Bligger II (1152–1210) was a poet of the Minnesang and fief lord of Steinach. He was also a companion to two Staufer and contemporary of the Minnesinger Gottfried von Strassburg. Bligger's poems mention Damascus and Saladin and Bligger's homesickness, which some scholars take as an indication that Bligger either accompanied his father and uncle to Constantinople in 1171 or Bligger went on a crusade with Frederick I. Bligger was certainly a trustworthy companion to Henry IV and not just an entertainer. Bligger's signature appears on four imperial documents from 1193 to 1196 as Blikerus de Steinaha. A report of a Pentecostal festival from 1194 in Milano, in which the emperor Henry VI, Conrad II, Duke of Swabia, Philip of Swabia, Henry V, Count Palatine of the Rhine, and Bligger von Steinach. Bligger was also present when Henry VI was crowned king of Sicily in Palermo 1194. Two further imperial documents refer to the name Blikerus from the Toscana in 1194, but historians dispute whether this refers to Bligger II or his son Bligger III. Bligger appears from 1152 to 1208 in numerous documents of Schönau Abbey, Lorch Abbey, Eberbach Abbey, and in imperial documents.

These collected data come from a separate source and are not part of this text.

use crate::{
    auth::Caller,
    dtos::{
        ResponseEnvelope, TermQuery,
        assessment::{
            AllocateClosRequest, BulkMarksRequest, CreateAssessmentRequest,
            UpdateAssessmentRequest,
        },
    },
    error::{ApiResponse, ApiResult},
    state::AppState,
};
use axum::{
    Json, Router,
    extract::{Path, Query, State},
    routing::{get, post},
};
use database::{
    entities::{assessment, assessment_clo, clo},
    services::{
        allocation::{AllocationService, AssessmentAllocations},
        assessment::{
            AssessmentDetail, AssessmentService, AvailableMarks, CourseAssessments,
            CreatedAssessment, FinalizationStatus, FinalizedAssessment,
        },
        marks::{AssessmentMarks, BulkEntryResult, MarksService, StudentBrief, StudentMarks},
    },
};
use uuid::Uuid;

pub fn router() -> Router<AppState> {
    Router::new()
        .route("/", post(create_assessment))
        .route("/course/{course_id}", get(course_assessments))
        .route("/course/{course_id}/available-marks", get(available_marks))
        .route("/course/{course_id}/clos", get(course_clos))
        .route("/course/{course_id}/students", get(course_students))
        .route(
            "/{id}",
            get(get_assessment)
                .put(update_assessment)
                .delete(delete_assessment),
        )
        .route("/{id}/clos", get(assessment_clos).put(allocate_clos))
        .route("/{id}/marks", get(assessment_marks).post(enter_marks))
        .route("/{id}/marks/{student_id}", get(student_marks))
        .route(
            "/{id}/finalize",
            post(finalize_marks).delete(unfinalize_marks),
        )
        .route("/{id}/finalization-status", get(finalization_status))
}

/// Create an assessment within the course's marks cap
#[utoipa::path(
    post,
    path = "/api/assessments",
    request_body = CreateAssessmentRequest,
    responses(
        (status = 201, description = "Assessment created", body = ResponseEnvelope),
        (status = 400, description = "Marks cap exceeded, duplicate practical or invalid input", body = ResponseEnvelope),
        (status = 403, description = "Not assigned to the course in this term", body = ResponseEnvelope),
        (status = 404, description = "Course or faculty profile not found", body = ResponseEnvelope)
    ),
    security(("jwt" = [])),
    tag = "Assessments"
)]
pub async fn create_assessment(
    State(state): State<AppState>,
    Caller(caller): Caller,
    Json(req): Json<CreateAssessmentRequest>,
) -> ApiResult<CreatedAssessment> {
    let created = AssessmentService::create(&state.db, &caller, req.into()).await?;
    Ok(ApiResponse::created(created).with_message("Assessment created successfully"))
}

/// List a course's active assessments with the marks-cap summary
#[utoipa::path(
    get,
    path = "/api/assessments/course/{course_id}",
    params(("course_id" = Uuid, Path, description = "Course ID"), TermQuery),
    responses(
        (status = 200, description = "Assessments for the course", body = ResponseEnvelope),
        (status = 404, description = "Course not found", body = ResponseEnvelope)
    ),
    security(("jwt" = [])),
    tag = "Assessments"
)]
pub async fn course_assessments(
    State(state): State<AppState>,
    Caller(caller): Caller,
    Path(course_id): Path<Uuid>,
    Query(query): Query<TermQuery>,
) -> ApiResult<CourseAssessments> {
    let listing =
        AssessmentService::list_for_course(&state.db, &caller, course_id, query.term()?).await?;
    Ok(ApiResponse::ok(listing))
}

/// Marks still available under the course cap
#[utoipa::path(
    get,
    path = "/api/assessments/course/{course_id}/available-marks",
    params(("course_id" = Uuid, Path, description = "Course ID"), TermQuery),
    responses(
        (status = 200, description = "Cap usage for the term", body = ResponseEnvelope),
        (status = 403, description = "Not assigned to the course", body = ResponseEnvelope)
    ),
    security(("jwt" = [])),
    tag = "Assessments"
)]
pub async fn available_marks(
    State(state): State<AppState>,
    Caller(caller): Caller,
    Path(course_id): Path<Uuid>,
    Query(query): Query<TermQuery>,
) -> ApiResult<AvailableMarks> {
    let available =
        AssessmentService::available_marks(&state.db, &caller, course_id, query.term()?).await?;
    Ok(ApiResponse::ok(available))
}

/// Active CLOs of a course the caller teaches
#[utoipa::path(
    get,
    path = "/api/assessments/course/{course_id}/clos",
    params(("course_id" = Uuid, Path, description = "Course ID")),
    responses(
        (status = 200, description = "Active CLOs in display order", body = ResponseEnvelope),
        (status = 403, description = "Not assigned to the course", body = ResponseEnvelope)
    ),
    security(("jwt" = [])),
    tag = "Assessments"
)]
pub async fn course_clos(
    State(state): State<AppState>,
    Caller(caller): Caller,
    Path(course_id): Path<Uuid>,
) -> ApiResult<Vec<clo::Model>> {
    let clos = AllocationService::course_clos(&state.db, &caller, course_id).await?;
    Ok(ApiResponse::ok(clos))
}

/// Enrolled students of a course, ordered by roll number
#[utoipa::path(
    get,
    path = "/api/assessments/course/{course_id}/students",
    params(("course_id" = Uuid, Path, description = "Course ID"), TermQuery),
    responses(
        (status = 200, description = "Enrolled roster", body = ResponseEnvelope),
        (status = 403, description = "Not assigned to the course", body = ResponseEnvelope)
    ),
    security(("jwt" = [])),
    tag = "Marks"
)]
pub async fn course_students(
    State(state): State<AppState>,
    Caller(caller): Caller,
    Path(course_id): Path<Uuid>,
    Query(query): Query<TermQuery>,
) -> ApiResult<Vec<StudentBrief>> {
    let students =
        MarksService::course_students(&state.db, &caller, course_id, query.term()?).await?;
    Ok(ApiResponse::ok(students))
}

#[utoipa::path(
    get,
    path = "/api/assessments/{id}",
    params(("id" = Uuid, Path, description = "Assessment ID")),
    responses(
        (status = 200, description = "Assessment with allocations and mark count", body = ResponseEnvelope),
        (status = 403, description = "Neither creator nor assigned faculty", body = ResponseEnvelope),
        (status = 404, description = "Assessment not found", body = ResponseEnvelope)
    ),
    security(("jwt" = [])),
    tag = "Assessments"
)]
pub async fn get_assessment(
    State(state): State<AppState>,
    Caller(caller): Caller,
    Path(id): Path<Uuid>,
) -> ApiResult<AssessmentDetail> {
    Ok(ApiResponse::ok(
        AssessmentService::get(&state.db, &caller, id).await?,
    ))
}

/// Update an assessment; once marks exist only description and dates change
#[utoipa::path(
    put,
    path = "/api/assessments/{id}",
    params(("id" = Uuid, Path, description = "Assessment ID")),
    request_body = UpdateAssessmentRequest,
    responses(
        (status = 200, description = "Assessment updated", body = ResponseEnvelope),
        (status = 400, description = "Locked by marks, cap exceeded or allocation mismatch", body = ResponseEnvelope),
        (status = 403, description = "Not the creator", body = ResponseEnvelope)
    ),
    security(("jwt" = [])),
    tag = "Assessments"
)]
pub async fn update_assessment(
    State(state): State<AppState>,
    Caller(caller): Caller,
    Path(id): Path<Uuid>,
    Json(req): Json<UpdateAssessmentRequest>,
) -> ApiResult<assessment::Model> {
    let updated = AssessmentService::update(&state.db, &caller, id, req.into()).await?;
    Ok(ApiResponse::ok(updated).with_message("Assessment updated successfully"))
}

#[utoipa::path(
    delete,
    path = "/api/assessments/{id}",
    params(("id" = Uuid, Path, description = "Assessment ID")),
    responses(
        (status = 200, description = "Assessment deleted", body = ResponseEnvelope),
        (status = 400, description = "Marks already entered", body = ResponseEnvelope),
        (status = 403, description = "Not the creator", body = ResponseEnvelope)
    ),
    security(("jwt" = [])),
    tag = "Assessments"
)]
pub async fn delete_assessment(
    State(state): State<AppState>,
    Caller(caller): Caller,
    Path(id): Path<Uuid>,
) -> ApiResult<()> {
    AssessmentService::delete(&state.db, &caller, id).await?;
    Ok(ApiResponse::message("Assessment deleted successfully"))
}

/// Every active course CLO with its allocation in this assessment
#[utoipa::path(
    get,
    path = "/api/assessments/{id}/clos",
    params(("id" = Uuid, Path, description = "Assessment ID")),
    responses(
        (status = 200, description = "CLO allocations", body = ResponseEnvelope),
        (status = 403, description = "Not the creator", body = ResponseEnvelope)
    ),
    security(("jwt" = [])),
    tag = "Allocations"
)]
pub async fn assessment_clos(
    State(state): State<AppState>,
    Caller(caller): Caller,
    Path(id): Path<Uuid>,
) -> ApiResult<AssessmentAllocations> {
    Ok(ApiResponse::ok(
        AllocationService::get(&state.db, &caller, id).await?,
    ))
}

/// Replace the CLO allocations; they must sum to the assessment's max marks
#[utoipa::path(
    put,
    path = "/api/assessments/{id}/clos",
    params(("id" = Uuid, Path, description = "Assessment ID")),
    request_body = AllocateClosRequest,
    responses(
        (status = 200, description = "Allocations replaced", body = ResponseEnvelope),
        (status = 400, description = "Mismatched total, foreign CLOs or locked by marks", body = ResponseEnvelope),
        (status = 403, description = "Not the creator", body = ResponseEnvelope)
    ),
    security(("jwt" = [])),
    tag = "Allocations"
)]
pub async fn allocate_clos(
    State(state): State<AppState>,
    Caller(caller): Caller,
    Path(id): Path<Uuid>,
    Json(req): Json<AllocateClosRequest>,
) -> ApiResult<Vec<assessment_clo::Model>> {
    let rows = AllocationService::replace(&state.db, &caller, id, req.into_inputs()).await?;
    Ok(ApiResponse::ok(rows).with_message("CLO allocations saved successfully"))
}

/// Marks per enrolled student with statistics
#[utoipa::path(
    get,
    path = "/api/assessments/{id}/marks",
    params(("id" = Uuid, Path, description = "Assessment ID")),
    responses(
        (status = 200, description = "Mark sheet", body = ResponseEnvelope),
        (status = 403, description = "Neither creator nor assigned faculty", body = ResponseEnvelope)
    ),
    security(("jwt" = [])),
    tag = "Marks"
)]
pub async fn assessment_marks(
    State(state): State<AppState>,
    Caller(caller): Caller,
    Path(id): Path<Uuid>,
) -> ApiResult<AssessmentMarks> {
    Ok(ApiResponse::ok(
        MarksService::assessment_marks(&state.db, &caller, id).await?,
    ))
}

/// Upsert marks; valid entries are saved even when others are rejected
#[utoipa::path(
    post,
    path = "/api/assessments/{id}/marks",
    params(("id" = Uuid, Path, description = "Assessment ID")),
    request_body = BulkMarksRequest,
    responses(
        (status = 200, description = "Saved entries and per-entry errors", body = ResponseEnvelope),
        (status = 400, description = "Marks finalized or every entry invalid", body = ResponseEnvelope),
        (status = 403, description = "Neither creator nor assigned faculty", body = ResponseEnvelope)
    ),
    security(("jwt" = [])),
    tag = "Marks"
)]
pub async fn enter_marks(
    State(state): State<AppState>,
    Caller(caller): Caller,
    Path(id): Path<Uuid>,
    Json(req): Json<BulkMarksRequest>,
) -> ApiResult<BulkEntryResult> {
    let result = MarksService::enter_bulk(&state.db, &caller, id, req.into_entries()).await?;
    let message = format!(
        "{} mark(s) saved, {} rejected",
        result.success_count, result.error_count
    );
    Ok(ApiResponse::ok(result).with_message(message))
}

#[utoipa::path(
    get,
    path = "/api/assessments/{id}/marks/{student_id}",
    params(
        ("id" = Uuid, Path, description = "Assessment ID"),
        ("student_id" = Uuid, Path, description = "Student ID")
    ),
    responses(
        (status = 200, description = "One student's marks per CLO", body = ResponseEnvelope),
        (status = 404, description = "Assessment or student not found", body = ResponseEnvelope)
    ),
    security(("jwt" = [])),
    tag = "Marks"
)]
pub async fn student_marks(
    State(state): State<AppState>,
    Caller(caller): Caller,
    Path((id, student_id)): Path<(Uuid, Uuid)>,
) -> ApiResult<StudentMarks> {
    Ok(ApiResponse::ok(
        MarksService::student_marks(&state.db, &caller, id, student_id).await?,
    ))
}

/// Lock the assessment's marks
#[utoipa::path(
    post,
    path = "/api/assessments/{id}/finalize",
    params(("id" = Uuid, Path, description = "Assessment ID")),
    responses(
        (status = 200, description = "Marks finalized", body = ResponseEnvelope),
        (status = 400, description = "Already finalized or invalid marks present", body = ResponseEnvelope),
        (status = 403, description = "Not the creator", body = ResponseEnvelope)
    ),
    security(("jwt" = [])),
    tag = "Assessments"
)]
pub async fn finalize_marks(
    State(state): State<AppState>,
    Caller(caller): Caller,
    Path(id): Path<Uuid>,
) -> ApiResult<FinalizedAssessment> {
    let finalized = AssessmentService::finalize(&state.db, &caller, id).await?;
    Ok(ApiResponse::ok(finalized).with_message("Marks finalized successfully"))
}

/// Reopen finalized marks; only the creator who finalized them
#[utoipa::path(
    delete,
    path = "/api/assessments/{id}/finalize",
    params(("id" = Uuid, Path, description = "Assessment ID")),
    responses(
        (status = 200, description = "Marks unlocked", body = ResponseEnvelope),
        (status = 400, description = "Not finalized", body = ResponseEnvelope),
        (status = 403, description = "Not the finalizing creator", body = ResponseEnvelope)
    ),
    security(("jwt" = [])),
    tag = "Assessments"
)]
pub async fn unfinalize_marks(
    State(state): State<AppState>,
    Caller(caller): Caller,
    Path(id): Path<Uuid>,
) -> ApiResult<assessment::Model> {
    let reopened = AssessmentService::unfinalize(&state.db, &caller, id).await?;
    Ok(ApiResponse::ok(reopened).with_message("Marks unlocked for editing"))
}

#[utoipa::path(
    get,
    path = "/api/assessments/{id}/finalization-status",
    params(("id" = Uuid, Path, description = "Assessment ID")),
    responses(
        (status = 200, description = "Lock state and entry progress", body = ResponseEnvelope),
        (status = 403, description = "Neither creator nor assigned faculty", body = ResponseEnvelope)
    ),
    security(("jwt" = [])),
    tag = "Assessments"
)]
pub async fn finalization_status(
    State(state): State<AppState>,
    Caller(caller): Caller,
    Path(id): Path<Uuid>,
) -> ApiResult<FinalizationStatus> {
    Ok(ApiResponse::ok(
        AssessmentService::finalization_status(&state.db, &caller, id).await?,
    ))
}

As a poet, Bligger II was mentioned by Gottfried von Strassburg in his work Tristan und Isolt. There he praised his "sweet words and clever sensibilities musically entwined". Gottfried also praised Bligger's work der umbehanc (The Tapestry), which remains lost to this day. Some scholars argue that this work refers to the Nibelungenlied, but this remains in dispute. Bligger's work appears in the Codex Manesse. The codex also displays the coat-of-arms that he created. It is a harp, which is used today by the city of Neckarsteinach.